The Blue Mosque was amazing. We call it "blue" because of the many blue tiles that line the inside. I had never been inside a mosque before. No seats. Just a very large open floor area with huge chandeliers hanging from overhead. It was weird to be in there, taking pictures and gawking with the rest of the infidels as some worshipers were kneeling and bowing. Sadly though, I couldn't enjoy it to the extent that I should have because part of me was trying to figure out an escape plan. How the hell was I going to avoid going to this tout's shop? I peeked out the exit door, and sure enough, he was there...waiting. A lion. A used car shark. An in-person telemarketer. I walked back to see if I could go out the way I came in. Not possible. I debated for a good 5 minutes about going out the Muslim exit. I was afraid to take the chance. But do you see what's going on here? I'm trying to enjoy a once in a lifetime experience, yet at the same time, I'm trying to hide from someone. This is an uncomfortable ordeal. I finally waited by the door long enough to watch him get distracted talking to someone else on the front walkway. This was my time for escape. I pulled the hood of my windbreaker up over my head and pulled the chords to tighten it around my fase, exposing only my eyes and nose. I put my head down and made a run for it. I made it outside of the Blue Mosque complex only to run smack into another. "Hello, my brother! Where are you from?" Allah damn it. 
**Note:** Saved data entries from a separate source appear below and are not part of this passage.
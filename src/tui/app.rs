use crossterm::event::KeyCode;
use ratatui::layout::{Constraint, Direction, Layout};
use ratatui::style::{Color, Modifier, Style};
use ratatui::text::Line;
use ratatui::widgets::{Block, Borders, Paragraph, Row, Table, TableState};
use ratatui::Frame;

use crate::app::Startup;
use crate::db::Database;
use crate::display::{deliver, RowView, HEADERS};
use crate::loader::{spawn_load, LoadOutcome, PendingLoad};
use crate::record::Record;
use crate::{TITLE, VERSION};

/// State behind the interactive table.
pub struct TableApp {
    rows: Vec<Record>,
    state: TableState,
    status: String,
    error: Option<String>,
    db: Option<Database>,
    pending: Option<PendingLoad>,
}

impl RowView for TableApp {
    fn render_rows(&mut self, records: &[Record]) {
        self.rows = records.to_vec();
        self.state
            .select(if self.rows.is_empty() { None } else { Some(0) });
    }
}

impl TableApp {
    /// Take over the state produced at startup, including its pending load.
    #[must_use]
    pub fn new(startup: Startup) -> Self {
        Self {
            rows: Vec::new(),
            state: TableState::default(),
            status: "Loading…".to_string(),
            error: startup.open_error.map(|e| e.to_string()),
            db: startup.db,
            pending: Some(startup.pending),
        }
    }

    /// Apply the pending load's outcome if it has arrived. Returns `true`
    /// when rows were replaced.
    pub fn poll_delivery(&mut self) -> bool {
        let Some(outcome) = self.pending.as_mut().and_then(PendingLoad::try_take) else {
            return false;
        };
        self.pending = None;
        self.apply(&outcome);
        true
    }

    fn apply(&mut self, outcome: &LoadOutcome) {
        deliver(outcome, self);
        self.status = outcome.status_line();
    }

    /// Start a new load unless one is still in flight.
    pub fn reload(&mut self) {
        if self.pending.is_some() {
            return;
        }
        self.status = "Loading…".to_string();
        self.pending = Some(spawn_load(self.db.clone()));
    }

    /// Whether a load is in flight.
    #[must_use]
    pub const fn is_loading(&self) -> bool {
        self.pending.is_some()
    }

    /// Currently displayed rows.
    #[must_use]
    pub fn rows(&self) -> &[Record] {
        &self.rows
    }

    /// Index of the highlighted row.
    #[must_use]
    pub fn selected(&self) -> Option<usize> {
        self.state.selected()
    }

    /// Handle a key press. Returns `true` when the app should exit.
    pub fn handle_key(&mut self, code: KeyCode) -> bool {
        match code {
            KeyCode::Char('q') | KeyCode::Esc => return true,
            KeyCode::Char('r') => self.reload(),
            KeyCode::Down | KeyCode::Char('j') => self.step(1),
            KeyCode::Up | KeyCode::Char('k') => self.step(-1),
            KeyCode::Home => self.select_edge(false),
            KeyCode::End => self.select_edge(true),
            _ => {}
        }
        false
    }

    fn step(&mut self, delta: isize) {
        if self.rows.is_empty() {
            return;
        }
        let last = self.rows.len() - 1;
        let next = self
            .state
            .selected()
            .map_or(0, |i| i.saturating_add_signed(delta).min(last));
        self.state.select(Some(next));
    }

    fn select_edge(&mut self, end: bool) {
        if self.rows.is_empty() {
            return;
        }
        let index = if end { self.rows.len() - 1 } else { 0 };
        self.state.select(Some(index));
    }

    /// Draw the table, the optional error banner, and the status footer.
    pub fn draw(&mut self, frame: &mut Frame) {
        let banner_height = u16::from(self.error.is_some()) * 3;
        let chunks = Layout::default()
            .direction(Direction::Vertical)
            .constraints([
                Constraint::Length(banner_height),
                Constraint::Min(3),
                Constraint::Length(1),
            ])
            .split(frame.area());

        if let Some(ref err) = self.error {
            let banner = Paragraph::new(err.as_str())
                .style(Style::default().fg(Color::Red))
                .block(Block::default().borders(Borders::ALL).title("Error"));
            frame.render_widget(banner, chunks[0]);
        }

        let header = Row::new(HEADERS).style(Style::default().add_modifier(Modifier::BOLD));
        let rows = self.rows.iter().map(|r| {
            Row::new(vec![
                r.id.to_string(),
                r.title.clone(),
                r.author.clone(),
                r.year.to_string(),
            ])
        });
        let table = Table::new(
            rows,
            [
                Constraint::Length(4),
                Constraint::Fill(4),
                Constraint::Fill(5),
                Constraint::Length(6),
            ],
        )
        .header(header)
        .block(Block::default().borders(Borders::ALL).title(TITLE))
        .row_highlight_style(Style::default().add_modifier(Modifier::REVERSED));
        frame.render_stateful_widget(table, chunks[1], &mut self.state);

        let footer = Line::from(format!(
            " {}  ·  ↑/↓ move  r reload  q quit  ·  v{VERSION}",
            self.status
        ));
        frame.render_widget(Paragraph::new(footer), chunks[2]);
    }
}
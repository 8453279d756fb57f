//! Interactive terminal table for Linux Distros
//!
//! Run with: `cargo run --bin linux-distros-tui --features tui`

use std::fs::{self, File};
use std::sync::Mutex;

use anyhow::{Context, Result};
use tracing_subscriber::EnvFilter;

use linux_distros::tui::{run, TableApp};
use linux_distros::{on_startup, Config};

fn main() -> Result<()> {
    let config = Config::load().context("failed to load configuration")?;
    config.validate()?;

    init_logging(&config);

    let runtime = tokio::runtime::Runtime::new().context("failed to create tokio runtime")?;
    // Reloads spawn onto this runtime from the draw loop
    let _guard = runtime.enter();

    let startup = runtime.block_on(on_startup(&config));
    let mut app = TableApp::new(startup);
    run(&mut app)
}

/// The alternate screen owns stdout and stderr, so logs go to a file in the
/// data directory. Logging is skipped if that file cannot be created.
fn init_logging(config: &Config) {
    let Ok(data_dir) = config.data_dir() else {
        return;
    };
    if fs::create_dir_all(&data_dir).is_err() {
        return;
    }
    let Ok(file) = File::create(data_dir.join("linux-distros-tui.log")) else {
        return;
    };

    tracing_subscriber::fmt()
        .with_env_filter(
            EnvFilter::try_from_default_env()
                .unwrap_or_else(|_| EnvFilter::new(&config.general.log_level)),
        )
        .with_ansi(false)
        .with_writer(Mutex::new(file))
        .init();
}
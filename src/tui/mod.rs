//! Interactive terminal table for the distribution list.

mod app;
mod terminal;

pub use app::TableApp;
pub use terminal::run;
Always "friend," or "brother." My first day there, I was uneducated, unsuspecting. And they could smell it on me. One fish restaurant owner extended his hand and a warm smile. As I walked by, I shook it. But he didn't release. He was physically trying to pull me into his restaurant. "My friend! Come in, eat! Comfortable seats!" 

"I already ate. I'm not hungry" That wasn't good enough. Telling these people "no" just isn't acceptable. I had to finally yank my hand away and walk off. On my 3rd day, I had an exchange with a carpet shop owner. (80% of these slimy scumbags own carpet stores) He asked me to come into his shop and look at the rugs. I said I'm not here to buy a rug. I was making my way down the sidewalk to buy a token for the tram, TRYING to mind my own business. When I made it clear that I was not interested, he got aggressive, almost angry and dared to ask "why not?" 

I stopped. I had finally had enough of these touts. "Why not?? Are we really going to debate this? I'm on vacation. I'm not here to buy a damn rug." 

I guess, in a sense, it's more like a Hooters restaurant than a used car lot. The seller uses whatever tricks they've got to get you to purchase something you don't really want. (I'd actually rather waste my money on an ugly rug than eat the wings at Hooters.) They act like they're your best friend and that you're the most important person in the world. Then, once you make it clear that you're just there to look, they turn ice cold. That said, I wouldn't have minded seeing a Hooters while I was there. Women were just nowhere to be found. Only chain smoking slimeballs with giant moustaches. I'm certain that if Dante had ever visited Istanbul, he would have had an entire level of his Hell reserved for these bastards. 

I mentioned this to a couple Czech guys that I met at the hostel. They pointed out that, even though it is a more liberal Muslim city, it's still a Muslim city and therefore much more conservative that what I'm used to. I did see a couple women in the head scarves, but not many. The females that we out wandering the streets were mainly tourists. 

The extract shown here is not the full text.